1793, dans un château de Bohême, Giacomo Girolamo Casanova (Vincent Lindon), au terme de sa vie (il est mort en 1798) peine à rédiger – en français – ses mémoires (Histoire de ma vie). Arrive une jeune femme, Cécile (Julia Roy), qui va l’aider dans sa tâche, en l’interrogeant. Il lui révèle alors que, lui, le courtisan impénitent, a aimé, une fois, il y a 30 ans, à Londres.

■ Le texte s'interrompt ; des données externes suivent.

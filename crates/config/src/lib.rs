//! Configuration of the catalog build and usage phases.
//!
//! This crate is the entry point of the process that drives the other
//! crates; none of the library crates read configuration themselves. The
//! driver hands each section to the operation it parameterizes:
//!
//! - `index.documents` and `index.concurrency` to `apicat_build::build_directory`,
//! - `catalog.path` and `catalog.compression` to `apicat_store::save`, and
//!   `catalog.path` to `Catalog::open`,
//! - `usage.path` to `apicat_usage::UsageDatabase::open`.
//!
//! A [`Config`] is merged from three layers, later ones winning:
//!
//! 1. built-in defaults, with paths under the platform data directory,
//! 2. an optional file, `.toml`, `.yaml`/`.yml` or `.json` by extension,
//! 3. environment variables prefixed `APICAT_`, with `__` between nested
//!    keys (`APICAT_CATALOG__COMPRESSION=zstd`).
//!
//! ```toml
//! [index]
//! documents = "/srv/apicat/index"
//! concurrency = 8
//!
//! [catalog]
//! path = "/srv/apicat/apicatalog.dat"
//! compression = "deflate"
//!
//! [usage]
//! path = "/srv/apicat/usage.db"
//! ```

pub mod error;
mod load;

pub use apicat_compress::Compression;
pub use crate::load::ENV_PREFIX;

use crate::error::{ErrorKind, Result};
use directories::ProjectDirs;
use serde::{Deserialize, Serialize};
use std::num::NonZeroUsize;
use std::path::{Path, PathBuf};

#[derive(Debug, Clone, PartialEq, Serialize, Deserialize)]
#[serde(default)]
pub struct Config {
    pub index: IndexConfig,
    pub catalog: CatalogConfig,
    pub usage: UsageConfig,
}

/// Where index documents are read from and how many are parsed at once.
#[derive(Debug, Clone, PartialEq, Serialize, Deserialize)]
#[serde(default)]
pub struct IndexConfig {
    pub documents: PathBuf,
    pub concurrency: usize,
}

#[derive(Debug, Clone, PartialEq, Serialize, Deserialize)]
#[serde(default)]
pub struct CatalogConfig {
    /// Output of a build and input of every query.
    pub path: PathBuf,
    pub compression: Compression,
}

#[derive(Debug, Clone, PartialEq, Serialize, Deserialize)]
#[serde(default)]
pub struct UsageConfig {
    pub path: PathBuf,
}

/// Platform data directory, or the working directory when there is no home.
fn data_dir() -> PathBuf {
    ProjectDirs::from("", "", "apicat").map_or_else(|| PathBuf::from("."), |dirs| dirs.data_dir().to_path_buf())
}

impl Default for Config {
    fn default() -> Self {
        Self::rooted_at(&data_dir())
    }
}

impl Default for IndexConfig {
    fn default() -> Self {
        Self {
            documents: data_dir().join("index"),
            concurrency: std::thread::available_parallelism().map_or(1, NonZeroUsize::get),
        }
    }
}

impl Default for CatalogConfig {
    fn default() -> Self {
        Self { path: data_dir().join("apicatalog.dat"), compression: Compression::Deflate }
    }
}

impl Default for UsageConfig {
    fn default() -> Self {
        Self { path: data_dir().join("usage.db") }
    }
}

impl Config {
    /// Defaults with every path placed under `root`.
    pub fn rooted_at(root: &Path) -> Self {
        Self {
            index: IndexConfig { documents: root.join("index"), ..IndexConfig::default() },
            catalog: CatalogConfig { path: root.join("apicatalog.dat"), ..CatalogConfig::default() },
            usage: UsageConfig { path: root.join("usage.db") },
        }
    }

    /// Rejects settings no phase could run with.
    pub fn validate(&self) -> Result<()> {
        if self.index.concurrency == 0 {
            exn::bail!(ErrorKind::Invalid("index.concurrency must be at least 1"));
        }
        if self.index.documents.as_os_str().is_empty() {
            exn::bail!(ErrorKind::Invalid("index.documents must not be empty"));
        }
        if self.catalog.path.as_os_str().is_empty() {
            exn::bail!(ErrorKind::Invalid("catalog.path must not be empty"));
        }
        if self.usage.path.as_os_str().is_empty() {
            exn::bail!(ErrorKind::Invalid("usage.path must not be empty"));
        }
        Ok(())
    }
}

#[cfg(test)]
mod tests {
    use super::*;
    use rstest::rstest;

    #[test]
    fn defaults_are_valid() {
        let config = Config::default();
        config.validate().unwrap();
        assert!(config.index.concurrency >= 1);
        assert_eq!(config.catalog.compression, Compression::Deflate);
        assert_eq!(config.usage.path.file_name().unwrap(), "usage.db");
    }

    #[test]
    fn rooted_paths() {
        let config = Config::rooted_at(Path::new("/srv/apicat"));
        assert_eq!(config.index.documents, Path::new("/srv/apicat/index"));
        assert_eq!(config.catalog.path, Path::new("/srv/apicat/apicatalog.dat"));
        assert_eq!(config.usage.path, Path::new("/srv/apicat/usage.db"));
    }

    #[rstest]
    #[case::no_workers(|c: &mut Config| c.index.concurrency = 0, "index.concurrency must be at least 1")]
    #[case::no_documents(|c: &mut Config| c.index.documents = PathBuf::new(), "index.documents must not be empty")]
    #[case::no_catalog(|c: &mut Config| c.catalog.path = PathBuf::new(), "catalog.path must not be empty")]
    #[case::no_usage(|c: &mut Config| c.usage.path = PathBuf::new(), "usage.path must not be empty")]
    fn invalid_settings(#[case] change: fn(&mut Config), #[case] reason: &'static str) {
        let mut config = Config::rooted_at(Path::new("/tmp"));
        change(&mut config);
        assert_eq!(*config.validate().unwrap_err(), ErrorKind::Invalid(reason));
    }
}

Dans cette ville où il a dû s’exiler et dont il ignore tout, à commencer par la langue, il retrouve une ancienne amante devenue amie et désormais ruinée, La Cornelys (Valeria Golino), et son double anglais en plus cynique, Lord Pembroke (Christian Erickson). Casanova continue à partager sa vie entre le plaisir des conquêtes sans lendemain et celui des jeux, lorsqu’il croise à plusieurs reprises une jeune et séduisante courtisane, Marianne de Charpillon (Stacy Martin). Contre toute attente, l’aventurier vénitien tombe amoureux. Mais, quand il l’approche, la prostituée – qui est sous coupe réglée de sa mère (Anna Cottis) – se dérobe à lui. Il multiplie les tentatives. En vain. Jusqu’à ce qu’elle le défie de l’aimer sans céder à son désir pendant une durée de 15 jours. Casanova pourra-t-il résister à un désir qu’il n’a jamais réfréné ? Surtout, Marianne acceptera-t-elle d’être aimée ?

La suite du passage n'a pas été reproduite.